É por essa discrição, também, que um dos desafios pós-covid tem sido a procura de funcionários para projetos de expansão. “Houve uma escassez de pessoal após a pandemia, e nas entrevistas [de emprego], hoje conta mais a postura discreta, o olhar da pessoa, do que a experiência. Isso conseguimos ajustar”, conta.
O empresário Laurent Taïeb, dono do grupo homônimo que lançou um dos mais novos empreendimentos de luxo na capital, o Madame Rêve, em 2021, afirma que, embora tenha de lidar com o mesmo problema da falta de funcionários, o horizonte é bom para a hotelaria de Paris com a chegada de uma clientela que procura “mais do que apenas dormir”.
“Estamos voltando ao século 19, quando os clientes abastados frequentavam os estabelecimentos para se encontrarem. Mesmo que seja difícil dar vida a esses lugares, eles são o luxo de amanhã”, afirma ele.
O Rêve hoje tem um dos pontos de encontro, o restaurante La Plume, e um dos terraços com vista de Paris mais concorridos. Muito pela localização, o prédio antigo do posto de correios, no 1° arrondissement, próximo ao museu do Louvre.
A ostentação não faz parte da nova cara da cidade, segundo Taïeb, porque “jovens com situação financeira bastante favorável” estariam fugindo dos palácios. “Eles ficam entediados rapidamente e acham a clientela às vezes velha demais. E, inversamente, nas alternativas que o mercado pode oferecer, não encontram padrões suficientes”, diz.

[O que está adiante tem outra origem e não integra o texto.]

//! Input handling for the visualizer.
//!
//! [`Input`] sits between raw winit window events and the scene. It keeps
//! the held/pressed state of keys and mouse buttons, accumulates wheel,
//! pinch and drag motion between ticks, and turns key presses into
//! [`Command`]s for the player.
//!
//! # Mapping
//!
//! | Event | Effect |
//! |-------|--------|
//! | horizontal wheel | azimuth += -0.001 · delta |
//! | vertical wheel | altitude += 0.001 · delta |
//! | pinch | distance /= 1 + magnification |
//! | left drag | rotate 0.005 rad per pixel |
//! | Space | [`Command::TogglePause`] |
//! | N, → | [`Command::Next`] |
//! | P, ← | [`Command::Prev`] |
//! | F | [`Command::ToggleFpsGraph`] |
//! | Escape | [`Command::Quit`] |
//!
//! Wheel deltas are in eighths of a degree, 120 per notch; line deltas
//! from winit are scaled to match and pixel deltas are used as is.

use std::collections::HashSet;

use glam::Vec2;
use winit::event::{ElementState, MouseButton as WinitMouseButton, MouseScrollDelta, WindowEvent};
use winit::keyboard::{KeyCode as WinitKeyCode, PhysicalKey};

use crate::camera::OrbitalCamera;

/// Wheel units per notch.
pub const WHEEL_NOTCH: f32 = 120.0;
/// Radians of azimuth per wheel unit (sign applied at use).
pub const WHEEL_AZIMUTH: f32 = 0.001;
/// Radians of altitude per wheel unit.
pub const WHEEL_ALTITUDE: f32 = 0.001;
/// Radians per pixel of left-button drag.
pub const DRAG_RADIANS: f32 = 0.005;

/// Mouse button identifiers.
#[derive(Debug, Clone, Copy, PartialEq, Eq, Hash)]
pub enum MouseButton {
    Left,
    Right,
    Middle,
    Other,
}

impl From<WinitMouseButton> for MouseButton {
    fn from(btn: WinitMouseButton) -> Self {
        match btn {
            WinitMouseButton::Left => MouseButton::Left,
            WinitMouseButton::Right => MouseButton::Right,
            WinitMouseButton::Middle => MouseButton::Middle,
            _ => MouseButton::Other,
        }
    }
}

/// Keys the visualizer reacts to.
#[derive(Debug, Clone, Copy, PartialEq, Eq, Hash)]
pub enum KeyCode {
    F,
    N,
    P,
    Left,
    Right,
    Space,
    Escape,
    Other(u32),
}

impl From<WinitKeyCode> for KeyCode {
    fn from(key: WinitKeyCode) -> Self {
        match key {
            WinitKeyCode::KeyF => KeyCode::F,
            WinitKeyCode::KeyN => KeyCode::N,
            WinitKeyCode::KeyP => KeyCode::P,
            WinitKeyCode::ArrowLeft => KeyCode::Left,
            WinitKeyCode::ArrowRight => KeyCode::Right,
            WinitKeyCode::Space => KeyCode::Space,
            WinitKeyCode::Escape => KeyCode::Escape,
            _ => KeyCode::Other(key as u32),
        }
    }
}

/// Player and window actions bound to keys.
#[derive(Debug, Clone, Copy, PartialEq, Eq)]
pub enum Command {
    TogglePause,
    Next,
    Prev,
    ToggleFpsGraph,
    Quit,
}

impl Command {
    pub fn from_key(key: KeyCode) -> Option<Self> {
        match key {
            KeyCode::Space => Some(Command::TogglePause),
            KeyCode::N | KeyCode::Right => Some(Command::Next),
            KeyCode::P | KeyCode::Left => Some(Command::Prev),
            KeyCode::F => Some(Command::ToggleFpsGraph),
            KeyCode::Escape => Some(Command::Quit),
            KeyCode::Other(_) => None,
        }
    }
}

/// Input state tracking for keyboard, mouse and gestures.
#[derive(Debug, Default)]
pub struct Input {
    keys_held: HashSet<KeyCode>,
    keys_pressed: HashSet<KeyCode>,

    mouse_held: HashSet<MouseButton>,

    mouse_position: Option<Vec2>,
    /// Drag motion with the left button held, in pixels.
    drag: Vec2,

    /// Wheel motion in eighths of a degree.
    wheel: Vec2,
    /// Product of pinch scale factors.
    pinch: f32,

    commands: Vec<Command>,
}

impl Input {
    pub fn new() -> Self {
        Self {
            pinch: 1.0,
            ..Default::default()
        }
    }

    /// Check if a key was pressed since the last [`begin_frame`](Self::begin_frame).
    pub fn key_pressed(&self, key: KeyCode) -> bool {
        self.keys_pressed.contains(&key)
    }

    /// Check if a key is currently held down.
    pub fn key_held(&self, key: KeyCode) -> bool {
        self.keys_held.contains(&key)
    }

    pub fn mouse_held(&self, button: MouseButton) -> bool {
        self.mouse_held.contains(&button)
    }

    /// Last cursor position in window pixels, if the cursor is inside.
    pub fn mouse_position(&self) -> Option<Vec2> {
        self.mouse_position
    }

    /// Accumulated wheel motion since the last frame.
    pub fn wheel(&self) -> Vec2 {
        self.wheel
    }

    /// Accumulated drag since the last frame.
    pub fn drag(&self) -> Vec2 {
        self.drag
    }

    /// Commands queued since the last call, oldest first.
    pub fn drain_commands(&mut self) -> Vec<Command> {
        std::mem::take(&mut self.commands)
    }

    /// Apply accumulated wheel, pinch and drag motion to the camera.
    pub fn apply(&mut self, camera: &mut OrbitalCamera) {
        let wheel = std::mem::take(&mut self.wheel);
        let drag = std::mem::take(&mut self.drag);
        let pinch = std::mem::replace(&mut self.pinch, 1.0);

        camera.rotate(
            -WHEEL_AZIMUTH * wheel.x + DRAG_RADIANS * drag.x,
            WHEEL_ALTITUDE * wheel.y - DRAG_RADIANS * drag.y,
        );
        if pinch != 1.0 {
            camera.set_distance(camera.distance() / pinch);
        }
    }

    /// Clear per-frame state.
    pub fn begin_frame(&mut self) {
        self.keys_pressed.clear();
    }

    /// Process a winit window event.
    pub fn handle_event(&mut self, event: &WindowEvent) {
        match event {
            WindowEvent::KeyboardInput { event, .. } => {
                if let PhysicalKey::Code(keycode) = event.physical_key {
                    self.key(KeyCode::from(keycode), event.state == ElementState::Pressed);
                }
            }

            WindowEvent::MouseInput { state, button, .. } => {
                self.mouse_button(MouseButton::from(*button), *state == ElementState::Pressed);
            }

            WindowEvent::CursorMoved { position, .. } => {
                self.cursor_moved(Vec2::new(position.x as f32, position.y as f32));
            }

            WindowEvent::CursorLeft { .. } => {
                self.mouse_position = None;
            }

            WindowEvent::MouseWheel { delta, .. } => {
                let delta = match delta {
                    MouseScrollDelta::LineDelta(x, y) => Vec2::new(*x, *y) * WHEEL_NOTCH,
                    MouseScrollDelta::PixelDelta(pos) => Vec2::new(pos.x as f32, pos.y as f32),
                };
                self.scroll(delta);
            }

            WindowEvent::PinchGesture { delta, .. } => {
                self.pinch_by(*delta as f32);
            }

            WindowEvent::Focused(false) => {
                self.keys_held.clear();
                self.mouse_held.clear();
            }

            _ => {}
        }
    }

    fn key(&mut self, key: KeyCode, pressed: bool) {
        if pressed {
            // No repeat while held
            if self.keys_held.insert(key) {
                self.keys_pressed.insert(key);
                if let Some(command) = Command::from_key(key) {
                    self.commands.push(command);
                }
            }
        } else {
            self.keys_held.remove(&key);
        }
    }

    fn mouse_button(&mut self, button: MouseButton, pressed: bool) {
        if pressed {
            self.mouse_held.insert(button);
        } else {
            self.mouse_held.remove(&button);
        }
    }

    fn cursor_moved(&mut self, position: Vec2) {
        if let Some(previous) = self.mouse_position {
            if self.mouse_held(MouseButton::Left) {
                self.drag += position - previous;
            }
        }
        self.mouse_position = Some(position);
    }

    fn scroll(&mut self, delta: Vec2) {
        if delta.is_finite() {
            self.wheel += delta;
        }
    }

    fn pinch_by(&mut self, magnification: f32) {
        let scale = 1.0 + magnification;
        if scale.is_finite() && scale > 0.0 {
            self.pinch *= scale;
        }
    }
}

Nesse contexto, o “affordable luxury” [o luxo acessível] tem ganhado atenção de investidores. O designer pop Phillippe Starck e o magnata Michel Reybier, do grupo hoteleiro francês La Reserve, se uniram ao empresário francês Cyril Aouizerate, fundador da rede Mama Shelter, para lançar o projeto MOB House na região boêmia de Saint-Ouen.
Trata-se de um hotel com todas as comodidades de serviço dedicado com um conceito de socialização que inclui piscina, restaurante só de orgânicos e “co-working” para a clientela, majoritariamente jovem, em busca de espaços que remetem a casas de verão. A diária, que oscila em R$ 1.000, atende à demanda para estadias prolongadas.
“Espaço e tempo são questões em Paris. Criamos o espaço que ela não consegue mais oferecer ou, quando oferece, custa muito […] A cidade está ficando cara demais e isso é um problema se o cliente quiser ficar mais tempo”, explica o diretor do hotel, Edward Farwick.
Segundo o executivo, a média de estadia do hotel por hóspede está em quatro dias, enquanto o padrão das redes fincadas nos corredores do centro é de duas noites.
A decoração que equaciona palha e metal, o cardápio composto por comida francesa de produção local e o conceito ecológico, desde a madeira reflorestada ao uso de produtos de higiene pessoal veganos, atraiu a própria juventude parisiense a um dos 112 quartos.
O plano de expansão do grupo de capital privado inclui, até 2026, lançamentos em Washington e Los Angeles, nos Estados Unidos, e nas cidades de Bordeaux e Cannes, na França.
Os projetos ficam fora das regiões centrais, assim como ocorre na MOB House de Paris, que, baseado no cálculo informado de 140 mil euros por chave, consumiu cerca de 15,8 milhões de euros em sua construção. A média de Paris, de acordo com o índice de hotelaria europeu, está entre 1,2 milhão e 1,8 milhão de euros por nova chave.
Hotéis de luxo ampliam quartos mais simples e criam bares exclusivos para dar verniz VIP à cena noturna parisiense — Foto: Foto: Divulgacao
*O jornalista se hospedou a convite de Le Bristol e Mob House.